The SystemLedger is the first DO to be recovered. Since its identity is always system, we can bootstrap it manually or via the CLI.

Terminal window
z0 hydrate system

Once hydrated, the System Ledger contains a complete list of:

  • All tenants created on the platform.
  • All Entity IDs and their corresponding Ledger Types.

With the System Ledger restored, we can query it to discover which entities need recovery.

const system = new SystemLedger(ctx, env);
const entities = system.getEntities(); // Returns [{entity_id, entity_type, tenant_id}, ...]

The platform (or a recovery script) then iterates through this list to trigger the hydration of each individual DO.
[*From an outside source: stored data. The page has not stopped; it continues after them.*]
//! Drawing primitives against the bound buffer.
//!
//! Every call that does not match the current target and graphics mode is a
//! silent no-op; the return value says whether anything was written. All
//! writes are clipped to the destination buffer.

use crate::buffers::{BufferKind, TileHandle};
use crate::color::Color;
use crate::config::{SCREEN_BUFFER_ID, TEXTBOX_BUFFER_ID};
use crate::console::{Console, GraphicsMode};
use crate::error::Result;

/// Fill a `size`x`size` block at `(x0, y0)`, clipped.
fn fill_block(dst: &mut [Color], width: usize, height: usize, x0: i64, y0: i64, size: usize, color: Color) {
    let size = size as i64;
    let left = x0.max(0);
    let right = (x0 + size).min(width as i64);
    if left >= right {
        return;
    }
    for y in y0.max(0)..(y0 + size).min(height as i64) {
        let row = y as usize * width;
        dst[row + left as usize..row + right as usize].fill(color);
    }
}

/// Copy `src` into `dst` at `(x0, y0)` row by row, clipped.
fn blit(
    dst: &mut [Color],
    dst_width: usize,
    dst_height: usize,
    src: &[Color],
    src_width: usize,
    x0: i64,
    y0: i64,
) {
    if src_width == 0 {
        return;
    }
    let left = x0.max(0);
    let right = (x0 + src_width as i64).min(dst_width as i64);
    if left >= right {
        return;
    }
    let skip = (left - x0) as usize;
    let len = (right - left) as usize;

    for (sy, src_row) in src.chunks_exact(src_width).enumerate() {
        let y = y0 + sy as i64;
        if y < 0 {
            continue;
        }
        if y >= dst_height as i64 {
            break;
        }
        let start = y as usize * dst_width + left as usize;
        dst[start..start + len].copy_from_slice(&src_row[skip..skip + len]);
    }
}

impl Console {
    /// Buffer and replication factor a pixel write should use, if any.
    fn pixel_target(&self) -> Option<(usize, usize)> {
        let id = self.context.current?;
        if !self.buffers.is_valid(id) {
            return None;
        }
        let config = self.config();
        match (BufferKind::of(id), self.context.mode) {
            (BufferKind::Screen, GraphicsMode::Direct) => Some((id, config.render_scale)),
            (BufferKind::Textbox, GraphicsMode::Tile) => Some((id, config.textbox_render_scale)),
            (BufferKind::Tile(_), GraphicsMode::Tile) => Some((id, config.render_scale)),
            _ => None,
        }
    }

    /// Whether the screen is bound in tile mode, the precondition for blits.
    fn blitting_to_screen(&self) -> bool {
        self.context.current == Some(SCREEN_BUFFER_ID)
            && self.context.mode == GraphicsMode::Tile
            && !self.buffers.is_freed()
    }

    /// Write one logical pixel as a scaled block into the bound buffer.
    pub fn draw_pixel(&mut self, index: u8, x: i32, y: i32) -> bool {
        let Some((id, scale)) = self.pixel_target() else {
            return false;
        };
        let color = self.palette.color(index);
        let Some((width, height)) = self.buffers.dimensions(id) else {
            return false;
        };
        let Some(pixels) = self.buffers.pixels_mut(id) else {
            return false;
        };
        let x0 = x as i64 * scale as i64;
        let y0 = y as i64 * scale as i64;
        fill_block(pixels, width, height, x0, y0, scale, color);
        true
    }

    /// Fill the whole bound buffer. Independent of graphics mode.
    pub fn clear(&mut self, index: u8) -> bool {
        let Some(id) = self.context.current else {
            return false;
        };
        let color = self.palette.color(index);
        match self.buffers.pixels_mut(id) {
            Some(pixels) => {
                pixels.fill(color);
                true
            }
            None => false,
        }
    }

    /// Copy a tile onto the screen at tile-grid position `(x, y)`.
    pub fn draw_tile(&mut self, tile: usize, x: i32, y: i32) -> bool {
        if !self.blitting_to_screen() || !self.buffers.is_live_tile(tile) {
            return false;
        }
        let edge = self.buffers.tile_edge();
        let size = self.buffers.screen_size();
        let Some((screen, src)) = self.buffers.screen_with_source(tile) else {
            return false;
        };
        blit(screen, size, size, src, edge, x as i64 * edge as i64, y as i64 * edge as i64);
        true
    }

    /// Like [`Console::draw_tile`] for native callers holding a handle.
    pub fn draw_tile_handle(&mut self, handle: TileHandle, x: i32, y: i32) -> Result<bool> {
        let tile = self.buffers.resolve(handle)?;
        Ok(self.draw_tile(tile, x, y))
    }

    /// Copy the textbox onto the screen at `(x, y)` times the textbox scale.
    pub fn draw_textbox(&mut self, x: i32, y: i32) -> bool {
        if !self.blitting_to_screen() {
            return false;
        }
        let scale = self.config().textbox_render_scale as i64;
        let (width, _) = self.buffers.textbox_size();
        let size = self.buffers.screen_size();
        let Some((screen, src)) = self.buffers.screen_with_source(TEXTBOX_BUFFER_ID) else {
            return false;
        };
        blit(screen, size, size, src, width, x as i64 * scale, y as i64 * scale);
        true
    }

    /// Read back one physical pixel.
    pub fn pixel(&self, buffer: usize, x: usize, y: usize) -> Option<Color> {
        let (width, height) = self.buffers.dimensions(buffer)?;
        if x >= width || y >= height {
            return None;
        }
        self.buffers.pixels(buffer).map(|p| p[y * width + x])
    }

    /// Every physical pixel of a live buffer, row-major.
    pub fn buffer_pixels(&self, buffer: usize) -> Option<&[Color]> {
        self.buffers.pixels(buffer)
    }
}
Each Entity DO performs a Chunked Hydration:

  1. Index: It lists all batch files in R2 under its ID: master_log/${id}/.
  2. Ingestion: It processes these chunks via Durable Object Alarms (to avoid execution limits).
  3. Direct SQL: Facts are inserted directly into the DO’s local SQLite storage.
  4. Reconstruction: Once all facts are ingested, the DO runs reconstructState() to rebuild its cached views and configurations.
  • No Data Loss: Every state change is a fact in R2.
  • Highly Parallel: Individual DOs hydrate independently.
  • Throttled: Alarms ensure recovery doesn’t overwhelm the system or exceed Cloudflare limits.
  • Deterministic: Replaying facts always results in the same final state.